▶ **Given entries**:
%%
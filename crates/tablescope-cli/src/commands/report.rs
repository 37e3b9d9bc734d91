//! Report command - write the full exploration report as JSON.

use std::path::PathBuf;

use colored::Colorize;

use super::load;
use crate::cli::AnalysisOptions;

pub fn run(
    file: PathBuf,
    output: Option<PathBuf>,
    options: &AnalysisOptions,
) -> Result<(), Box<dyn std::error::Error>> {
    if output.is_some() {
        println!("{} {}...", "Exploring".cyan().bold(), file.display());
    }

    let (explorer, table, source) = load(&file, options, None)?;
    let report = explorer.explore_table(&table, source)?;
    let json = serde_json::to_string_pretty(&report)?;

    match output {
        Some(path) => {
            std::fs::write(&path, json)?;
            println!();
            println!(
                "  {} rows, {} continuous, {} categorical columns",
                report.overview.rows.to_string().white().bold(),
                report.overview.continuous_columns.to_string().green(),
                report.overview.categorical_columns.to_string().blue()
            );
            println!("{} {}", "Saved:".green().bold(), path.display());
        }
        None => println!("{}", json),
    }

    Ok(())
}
%%
%%
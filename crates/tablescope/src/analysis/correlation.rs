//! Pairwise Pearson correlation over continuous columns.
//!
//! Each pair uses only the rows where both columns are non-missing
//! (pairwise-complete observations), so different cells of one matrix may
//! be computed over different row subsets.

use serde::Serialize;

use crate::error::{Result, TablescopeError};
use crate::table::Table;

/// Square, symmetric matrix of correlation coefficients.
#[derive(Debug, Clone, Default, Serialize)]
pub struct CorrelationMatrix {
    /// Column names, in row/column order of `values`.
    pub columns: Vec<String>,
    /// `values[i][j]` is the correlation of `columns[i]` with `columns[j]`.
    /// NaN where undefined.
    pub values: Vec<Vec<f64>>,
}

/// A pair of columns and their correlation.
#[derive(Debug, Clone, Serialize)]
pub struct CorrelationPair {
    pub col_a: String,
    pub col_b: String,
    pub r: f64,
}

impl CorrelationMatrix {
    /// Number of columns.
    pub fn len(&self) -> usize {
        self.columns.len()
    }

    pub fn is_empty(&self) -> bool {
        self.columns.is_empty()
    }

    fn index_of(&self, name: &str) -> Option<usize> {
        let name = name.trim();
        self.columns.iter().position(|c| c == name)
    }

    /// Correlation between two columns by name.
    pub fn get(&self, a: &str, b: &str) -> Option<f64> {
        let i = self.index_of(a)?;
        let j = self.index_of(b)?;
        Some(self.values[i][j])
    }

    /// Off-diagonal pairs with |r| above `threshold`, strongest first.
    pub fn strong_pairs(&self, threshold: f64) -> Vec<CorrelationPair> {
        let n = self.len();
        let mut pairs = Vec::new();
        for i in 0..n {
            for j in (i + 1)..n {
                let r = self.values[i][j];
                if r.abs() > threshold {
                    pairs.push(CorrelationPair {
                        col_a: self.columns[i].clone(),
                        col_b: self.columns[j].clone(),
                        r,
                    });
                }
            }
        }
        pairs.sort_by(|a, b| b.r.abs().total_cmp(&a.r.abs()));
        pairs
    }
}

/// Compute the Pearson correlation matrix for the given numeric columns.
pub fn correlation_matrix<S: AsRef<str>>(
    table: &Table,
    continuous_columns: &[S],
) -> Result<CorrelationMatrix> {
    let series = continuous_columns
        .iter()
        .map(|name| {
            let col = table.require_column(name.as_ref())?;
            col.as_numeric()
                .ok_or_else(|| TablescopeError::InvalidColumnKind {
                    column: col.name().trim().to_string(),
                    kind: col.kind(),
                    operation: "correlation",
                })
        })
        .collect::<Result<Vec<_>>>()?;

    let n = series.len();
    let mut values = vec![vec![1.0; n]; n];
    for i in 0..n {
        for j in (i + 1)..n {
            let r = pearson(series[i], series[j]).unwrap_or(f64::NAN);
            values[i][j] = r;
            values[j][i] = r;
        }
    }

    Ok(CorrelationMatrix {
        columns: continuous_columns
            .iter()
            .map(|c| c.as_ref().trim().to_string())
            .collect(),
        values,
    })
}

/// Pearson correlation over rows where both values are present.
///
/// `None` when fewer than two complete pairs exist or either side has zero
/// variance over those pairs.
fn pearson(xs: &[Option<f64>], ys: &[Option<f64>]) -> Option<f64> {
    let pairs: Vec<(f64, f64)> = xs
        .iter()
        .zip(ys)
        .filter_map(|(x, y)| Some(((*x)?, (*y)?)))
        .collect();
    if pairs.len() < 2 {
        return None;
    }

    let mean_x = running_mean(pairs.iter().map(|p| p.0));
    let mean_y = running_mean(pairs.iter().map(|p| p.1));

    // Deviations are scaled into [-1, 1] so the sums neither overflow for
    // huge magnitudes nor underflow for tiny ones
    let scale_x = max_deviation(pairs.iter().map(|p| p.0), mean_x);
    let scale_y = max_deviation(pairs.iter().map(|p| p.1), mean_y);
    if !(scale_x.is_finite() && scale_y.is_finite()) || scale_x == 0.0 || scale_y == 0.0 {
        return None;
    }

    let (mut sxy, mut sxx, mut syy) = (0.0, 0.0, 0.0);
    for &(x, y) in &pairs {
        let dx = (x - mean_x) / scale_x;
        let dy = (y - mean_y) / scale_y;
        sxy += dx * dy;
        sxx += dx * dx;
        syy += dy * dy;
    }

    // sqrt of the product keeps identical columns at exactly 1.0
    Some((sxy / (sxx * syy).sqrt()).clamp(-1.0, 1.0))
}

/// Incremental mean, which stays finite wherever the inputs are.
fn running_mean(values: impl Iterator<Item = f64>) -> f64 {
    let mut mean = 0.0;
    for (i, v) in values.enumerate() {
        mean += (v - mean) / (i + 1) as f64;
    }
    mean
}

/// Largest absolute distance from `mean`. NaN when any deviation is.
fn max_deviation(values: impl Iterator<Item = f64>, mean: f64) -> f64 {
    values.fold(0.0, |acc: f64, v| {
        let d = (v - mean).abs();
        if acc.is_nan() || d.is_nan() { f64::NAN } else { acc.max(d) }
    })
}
%%
▶ **Activity**: Look through the material above and print exactly the lines from the one containing "values are present." to the one containing "at exactly 1.0", both included, and nothing more.

▶ **Answer section**:
/// Pearson correlation over rows where both values are present.
///
/// `None` when fewer than two complete pairs exist or either side has zero
/// variance over those pairs.
fn pearson(xs: &[Option<f64>], ys: &[Option<f64>]) -> Option<f64> {
    let pairs: Vec<(f64, f64)> = xs
        .iter()
        .zip(ys)
        .filter_map(|(x, y)| Some(((*x)?, (*y)?)))
        .collect();
    if pairs.len() < 2 {
        return None;
    }

    let mean_x = running_mean(pairs.iter().map(|p| p.0));
    let mean_y = running_mean(pairs.iter().map(|p| p.1));

    // Deviations are scaled into [-1, 1] so the sums neither overflow for
    // huge magnitudes nor underflow for tiny ones
    let scale_x = max_deviation(pairs.iter().map(|p| p.0), mean_x);
    let scale_y = max_deviation(pairs.iter().map(|p| p.1), mean_y);
    if !(scale_x.is_finite() && scale_y.is_finite()) || scale_x == 0.0 || scale_y == 0.0 {
        return None;
    }

    let (mut sxy, mut sxx, mut syy) = (0.0, 0.0, 0.0);
    for &(x, y) in &pairs {
        let dx = (x - mean_x) / scale_x;
        let dy = (y - mean_y) / scale_y;
        sxy += dx * dy;
        sxx += dx * dx;
        syy += dy * dy;
    }

    // sqrt of the product keeps identical columns at exactly 1.0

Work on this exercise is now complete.